Shepherd jogged upstairs to the first-floor bar. He saw Major Gannon sitting in a winged leather armchair by the window. Shepherd ordered a Jameson’s and ice from the white-jacketed waiter and went over to shake hands. As he sat down in an armchair, he saw the Major’s metal briefcase by the wall. It contained the secure satellite phone that those in the know called the Almighty.

‘Working hard, Spider?’ said Gannon.

‘No rest for the wicked. Immigration scams. People-smuggling.’

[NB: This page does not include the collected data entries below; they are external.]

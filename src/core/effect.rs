//! Maps the active tab to the effect its action button triggers

use crate::app::Tab;

/// What should happen when a tab's action is triggered.
///
/// The dispatcher only names the effect; the event loop decides how to
/// fulfil it. Until the real sales, maintenance and camera collaborators
/// exist, fulfilment opens a placeholder notice.
#[derive(Debug, Clone, Copy, PartialEq, Eq)]
pub enum Effect {
    /// Open the sales entry form
    OpenSalesForm,
    /// Open the maintenance dashboard
    OpenMaintenanceDashboard,
    /// Open the surveillance camera stream viewer
    OpenCameraStream,
}

/// Resolve the primary action of a tab. Total over the tab set.
pub fn dispatch(tab: Tab) -> Effect {
    match tab {
        Tab::Vente => Effect::OpenSalesForm,
        Tab::Maintenance => Effect::OpenMaintenanceDashboard,
        Tab::Camera => Effect::OpenCameraStream,
    }
}
//! Command parser for the : command system

use crate::app::Tab;

/// Parsed command from user input
#[derive(Debug, Clone, PartialEq, Eq)]
pub enum Command {
    // Navigation commands
    Tab(Tab),

    // Trigger the active tab's action button
    Action,

    // Overlay commands
    Help,
    Quit,

    // Unknown command
    Unknown(String),
}

/// Parse a command string (without the leading :)
pub fn parse_command(input: &str) -> Command {
    let input = input.trim();
    let cmd = input.split_whitespace().next().unwrap_or("");
    let lowered = cmd.to_lowercase();

    if let Some(tab) = Tab::from_id(&lowered) {
        return Command::Tab(tab);
    }

    match lowered.as_str() {
        // Tab aliases
        "cam" | "surveillance" => Command::Tab(Tab::Camera),
        "maint" => Command::Tab(Tab::Maintenance),
        "ventes" => Command::Tab(Tab::Vente),

        "action" | "go" => Command::Action,
        "aide" | "help" => Command::Help,
        "quitter" | "quit" | "q" => Command::Quit,

        _ => Command::Unknown(input.to_string()),
    }
}
//! Tab bar and active-tab panel rendering

use ratatui::layout::{Constraint, Direction, Layout, Rect};
use ratatui::style::{Color, Modifier, Style};
use ratatui::text::{Line, Span};
use ratatui::widgets::{Block, Borders, Paragraph, Tabs as RataTabs, Wrap};
use ratatui::Frame;

use crate::app::{App, Tab};

/// Draw the header: application title and the tab strip
pub fn draw_tab_bar(f: &mut Frame, area: Rect, app: &App) {
    let titles: Vec<Line> = Tab::ALL
        .iter()
        .map(|tab| {
            Line::from(vec![
                Span::styled(
                    format!("{}:", tab.shortcut()),
                    Style::default().fg(Color::DarkGray),
                ),
                Span::raw(tab.title()),
            ])
        })
        .collect();

    let selected = Tab::ALL
        .iter()
        .position(|tab| *tab == app.active_tab)
        .unwrap_or(0);

    let tabs = RataTabs::new(titles)
        .select(selected)
        .block(
            Block::default()
                .borders(Borders::ALL)
                .border_style(Style::default().fg(Color::DarkGray))
                .title(app.title.as_str()),
        )
        .style(Style::default().fg(Color::White))
        .highlight_style(
            Style::default()
                .fg(Color::Cyan)
                .add_modifier(Modifier::BOLD),
        )
        .divider(" │ ");

    f.render_widget(tabs, area);
}

/// Draw the active tab's content panel: description and action button
pub fn draw_panel(f: &mut Frame, area: Rect, app: &App) {
    let tab = app.active_tab;

    let block = Block::default()
        .borders(Borders::ALL)
        .border_style(Style::default().fg(Color::DarkGray))
        .title(tab.title());
    let inner = block.inner(area);
    f.render_widget(block, area);

    let chunks = Layout::default()
        .direction(Direction::Vertical)
        .constraints([
            Constraint::Length(1),
            Constraint::Length(2),
            Constraint::Length(1),
            Constraint::Length(1),
            Constraint::Min(0),
        ])
        .split(inner);

    let description =
        Paragraph::new(Line::from(Span::raw(tab.description()))).wrap(Wrap { trim: true });
    f.render_widget(description, chunks[1]);

    let action = Line::from(vec![
        Span::styled(
            format!("[ {} ]", tab.action_label()),
            Style::default()
                .fg(Color::Black)
                .bg(Color::Cyan)
                .add_modifier(Modifier::BOLD),
        ),
        Span::raw("  "),
        Span::styled(
            "Entrée pour déclencher",
            Style::default().fg(Color::DarkGray),
        ),
    ]);
    f.render_widget(Paragraph::new(action), chunks[2]);

    if tab == Tab::Camera {
        draw_camera_endpoint(f, chunks[3], app);
    }
}

fn draw_camera_endpoint(f: &mut Frame, area: Rect, app: &App) {
    let line = match app.camera_endpoint.as_deref() {
        Some(url) => Line::from(vec![
            Span::styled("Flux: ", Style::default().fg(Color::DarkGray)),
            Span::styled(url, Style::default().fg(Color::Cyan)),
            Span::styled("  (y pour copier)", Style::default().fg(Color::DarkGray)),
        ]),
        None => Line::from(Span::styled(
            "Aucun flux configuré (section [camera] de config.toml ou --camera-url)",
            Style::default().fg(Color::DarkGray),
        )),
    };
    f.render_widget(Paragraph::new(line), area);
}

‘The new frontier,’ said the Major. ‘Last I heard there was more money to be made out of people-trafficking than there was from drugs.’

Shepherd grinned. ‘I think that, pound for pound, cocaine still has the edge, but overall you’re right. It’s a bigger business.’

‘With less of a downside,’ said the Major.

‘Yeah. Get caught with a few hundred kilos of a class-A drug and they’ll throw away the key. Get caught with a containerload of Chinese workers and you’d be unlucky to get three years. Plus the traffickers get paid in advance, cash on the nail. The going rate into the UK is six thousand dollars. The drugs guys don’t get their money until the drugs are delivered.’

‘We’re in the wrong business,’ laughed the Major. ‘Here we are, defending the free world for a pittance and the chance of a pension, while the bad guys live like princes.’

‘We get the medals,’ said Shepherd.

‘Ah, yes, the medals,’ said the Major.

‘And we know we’ve got right on our side.’ Shepherd raised his glass to the Major. ‘So that’s all right, then.’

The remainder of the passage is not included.